Hepatitis B virus (HBV) infection is a major public health problem worldwide, often coexisting with other illnesses like parasitic infections and other chronic diseases. Data on the association of HBV infection with schistosomiasis and diabetes mellitus (DM) is limited. This case-control study was conducted to investigate the seropositivity rate and potential risk factors of HBV, and to examine the association between HBV and schistosomiasis with or without super added DM.
Three hundred patients presented themselves to internal medical departments and diabetes centres at different public and private hospitals in Sana’a city, Yemen. Those recruited were then split in to six groups, those being type 1 DM, type 2 DM, schistosomal hepatic fibrosis (SHF), type 1 DM+SHF, type 2 DM+SHF and the control group. Overall, 20% (60/300) of the participants were positive when tested for hepatitis B core total antibody (HBcAb) by ELISA test. There were no significant differences in the positivity rate in terms of group, age or gender of the participants.

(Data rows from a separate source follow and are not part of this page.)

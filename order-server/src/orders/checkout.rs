//! Order creation
//!
//! Turns a session cart into a durable order: resolves the customer by
//! phone, obtains an order number, persists the order and occupies the
//! table in one transaction, retrying the numbering race a bounded number
//! of times.

use crate::db::models::{DiningTable, Order, OrderItem, Restaurant, User};
use crate::db::repository::{OrderRepository, RepoError, UserRepository};
use crate::orders::cart::Cart;
use crate::orders::numbering::{MAX_NUMBER_ATTEMPTS, next_order_number};
use crate::utils::now_millis;
use chrono::Utc;
use shared::{AppError, AppResult, ErrorCode, OrderStatus, PaymentMethod, PaymentStatus};
use surrealdb::Surreal;
use surrealdb::engine::local::Db;
use uuid::Uuid;

/// Checkout orchestration
#[derive(Clone)]
pub struct CheckoutService {
    orders: OrderRepository,
    users: UserRepository,
}

impl CheckoutService {
    pub fn new(db: Surreal<Db>) -> Self {
        Self {
            orders: OrderRepository::new(db.clone()),
            users: UserRepository::new(db),
        }
    }

    /// Place an order from a cart
    ///
    /// Preconditions: non-empty cart, phone supplied, restaurant and table
    /// resolved and active. On success the order is `pending`, its table is
    /// `occupied` referencing it, and the caller should clear the cart.
    pub async fn place_order(
        &self,
        restaurant: &Restaurant,
        table: &DiningTable,
        cart: &Cart,
        phone: &str,
        notes: &str,
    ) -> AppResult<(Order, User)> {
        if cart.is_empty() {
            return Err(AppError::new(ErrorCode::CartEmpty));
        }
        if phone.trim().is_empty() {
            return Err(AppError::new(ErrorCode::PhoneRequired));
        }
        if !restaurant.is_active {
            return Err(AppError::new(ErrorCode::RestaurantInactive));
        }
        if !table.is_active {
            return Err(AppError::new(ErrorCode::TableInactive));
        }

        let restaurant_id = restaurant.id_string();
        if table.restaurant != restaurant_id {
            return Err(AppError::not_found("Table"));
        }
        let phone = phone.trim();

        let customer = self
            .users
            .find_or_create_customer(&restaurant_id, phone)
            .await
            .map_err(AppError::from)?;

        // Count-then-insert races with concurrent checkouts; the unique
        // index rejects the loser, which recounts and tries again.
        let mut attempt = 0;
        loop {
            attempt += 1;
            let order_number = next_order_number(
                &self.orders,
                &restaurant_id,
                &restaurant.settings.order_prefix,
                Utc::now(),
            )
            .await
            .map_err(AppError::from)?;

            let mut order = Order {
                id: None,
                restaurant: restaurant_id.clone(),
                table: table.id_string(),
                customer: Some(customer.id_string()),
                customer_phone: phone.to_string(),
                order_number,
                items: cart
                    .items
                    .iter()
                    .map(|line| OrderItem {
                        menu_item: line.menu_item.clone(),
                        name: line.name.clone(),
                        price: line.price,
                        quantity: line.quantity,
                        notes: line.notes.clone(),
                        subtotal: line.subtotal,
                    })
                    .collect(),
                subtotal: 0.0,
                tax: 0.0,
                total: 0.0,
                status: OrderStatus::Pending,
                payment_status: PaymentStatus::Pending,
                payment_method: PaymentMethod::Cash,
                notes: notes.to_string(),
                status_history: Vec::new(),
                placed_at: now_millis(),
                completed_at: None,
            };
            order.recompute_totals();

            let order_key = Uuid::new_v4().simple().to_string();
            match self
                .orders
                .create_with_table_occupy(&order_key, order)
                .await
            {
                Ok(created) => {
                    tracing::info!(
                        order_number = %created.order_number,
                        table = %created.table,
                        total = created.total,
                        "Order placed"
                    );
                    return Ok((created, customer));
                }
                Err(RepoError::Duplicate(msg)) if msg.contains("uniq_order_number") => {
                    if attempt >= MAX_NUMBER_ATTEMPTS {
                        tracing::error!(
                            restaurant = %restaurant_id,
                            attempts = attempt,
                            "Order number collision persisted after retries"
                        );
                        return Err(AppError::new(ErrorCode::OrderNumberConflict));
                    }
                    tracing::warn!(
                        restaurant = %restaurant_id,
                        attempt,
                        "Order number collision, recounting"
                    );
                }
                Err(e) => return Err(AppError::from(e)),
            }
        }
    }
}
//! Health Check Handlers

use axum::{Json, extract::State};
use serde::Serialize;

use crate::core::ServerState;

#[derive(Serialize)]
pub struct HealthResponse {
    pub status: &'static str,
    pub environment: String,
    pub active_sessions: usize,
}

/// GET /health
pub async fn health(State(state): State<ServerState>) -> Json<HealthResponse> {
    Json(HealthResponse {
        status: "ok",
        environment: state.config.environment.clone(),
        active_sessions: state.sessions().len(),
    })
}
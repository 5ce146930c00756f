//! Repository Module
//!
//! Per-entity CRUD over SurrealDB. Every read/write on tenant-owned
//! entities takes a [`TenantScope`] so cross-tenant access uniformly
//! resolves to `NotFound`.

pub mod dining_table;
pub mod menu_item;
pub mod order;
pub mod restaurant;
pub mod user;

// Re-exports
pub use dining_table::DiningTableRepository;
pub use menu_item::MenuItemRepository;
pub use order::OrderRepository;
pub use restaurant::RestaurantRepository;
pub use user::UserRepository;

use crate::auth::CurrentUser;
use shared::{AppError, ErrorCode};
use surrealdb::Surreal;
use surrealdb::engine::local::Db;
use thiserror::Error;

/// Repository error types
#[derive(Debug, Error)]
pub enum RepoError {
    #[error("Not found: {0}")]
    NotFound(String),

    #[error("Duplicate: {0}")]
    Duplicate(String),

    #[error("Database error: {0}")]
    Database(String),

    #[error("Validation error: {0}")]
    Validation(String),
}

impl From<surrealdb::Error> for RepoError {
    fn from(err: surrealdb::Error) -> Self {
        let msg = err.to_string();
        // Unique index violations surface as plain query errors; keep the
        // index name visible so callers can react to specific conflicts.
        if msg.contains("already contains") || msg.contains("uniq_") {
            RepoError::Duplicate(msg)
        } else {
            RepoError::Database(msg)
        }
    }
}

impl From<RepoError> for AppError {
    fn from(err: RepoError) -> Self {
        match err {
            RepoError::NotFound(msg) => AppError::with_message(ErrorCode::NotFound, msg),
            RepoError::Duplicate(msg) => AppError::with_message(ErrorCode::AlreadyExists, msg),
            RepoError::Validation(msg) => AppError::with_message(ErrorCode::ValidationFailed, msg),
            RepoError::Database(msg) => AppError::with_message(ErrorCode::DatabaseError, msg),
        }
    }
}

/// Result type for repository operations
pub type RepoResult<T> = Result<T, RepoError>;

/// Tenant filter applied to every scoped query
///
/// Derived from the caller's identity: superadmin reads globally, every
/// other role is confined to its own restaurant.
#[derive(Debug, Clone, PartialEq, Eq)]
pub enum TenantScope {
    /// No tenant filtering (superadmin)
    Global,
    /// Confined to one restaurant, "restaurant:key" form
    Restaurant(String),
}

impl TenantScope {
    pub fn from_user(user: &CurrentUser) -> Self {
        if user.is_superadmin() {
            TenantScope::Global
        } else {
            // Non-superadmin users always carry a tenant binding; an empty
            // one scopes to nothing rather than everything.
            TenantScope::Restaurant(user.restaurant.clone().unwrap_or_default())
        }
    }

    /// Whether an entity owned by `restaurant` is visible in this scope
    pub fn permits(&self, restaurant: &str) -> bool {
        match self {
            TenantScope::Global => true,
            TenantScope::Restaurant(own) => !own.is_empty() && own == restaurant,
        }
    }

    /// The concrete restaurant id, if scoped
    pub fn restaurant_id(&self) -> Option<&str> {
        match self {
            TenantScope::Global => None,
            TenantScope::Restaurant(id) => Some(id.as_str()),
        }
    }
}

/// Base repository with database reference
#[derive(Clone)]
pub struct BaseRepository {
    db: Surreal<Db>,
}

impl BaseRepository {
    pub fn new(db: Surreal<Db>) -> Self {
        Self { db }
    }

    pub fn db(&self) -> &Surreal<Db> {
        &self.db
    }
}

#[cfg(test)]
mod tests {
    use super::*;
    use shared::Role;

    fn user(role: Role, restaurant: Option<&str>) -> CurrentUser {
        CurrentUser {
            id: "user:u1".to_string(),
            username: "u1".to_string(),
            name: "U1".to_string(),
            role,
            restaurant: restaurant.map(|r| r.to_string()),
        }
    }

    #[test]
    fn test_superadmin_scope_is_global() {
        let scope = TenantScope::from_user(&user(Role::SuperAdmin, None));
        assert_eq!(scope, TenantScope::Global);
        assert!(scope.permits("restaurant:any"));
        assert!(scope.restaurant_id().is_none());
    }

    #[test]
    fn test_tenant_scope_confines() {
        let scope = TenantScope::from_user(&user(Role::Staff, Some("restaurant:r1")));
        assert!(scope.permits("restaurant:r1"));
        assert!(!scope.permits("restaurant:r2"));
        assert_eq!(scope.restaurant_id(), Some("restaurant:r1"));
    }

    #[test]
    fn test_missing_tenant_binding_scopes_to_nothing() {
        let scope = TenantScope::from_user(&user(Role::Admin, None));
        assert!(!scope.permits("restaurant:r1"));
        assert!(!scope.permits(""));
        assert_eq!(scope, TenantScope::Restaurant(String::new()));
    }

    #[test]
    fn test_duplicate_detection_from_db_error() {
        let err = RepoError::Database("x".into());
        assert!(matches!(err, RepoError::Database(_)));

        let app: AppError = RepoError::Duplicate("order number taken".into()).into();
        assert_eq!(app.code, ErrorCode::AlreadyExists);
        let app: AppError = RepoError::NotFound("Order".into()).into();
        assert_eq!(app.code, ErrorCode::NotFound);
    }
}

Univariate and multivariate analyses showed significant associations between HBV seropositivity and a history of jaundice, familial history of SHF, familial history of liver cirrhosis, personal history of schistosomiasisa and a history of using parenteral antischistosomal drugs. On the other hand, no significant association was reported between HBV seropositivity and any DM-related variables. It was also reported that no additional risk was added to the association between HBV seropositivity and SHF when the analysis stratified for DM.
In conclusion, HBV is still a highly prevalent infection and support is urgently needed in order to implement effective and integrated preventive measures among the people most likely to be affected. Further studies are required in order to investigate the epidemiology of HBV infection among various communities, and to evaluate its relationship with other diseases.

Keywords :

Hepatitis B virus; schistosomiasis; diabetes; Yemen.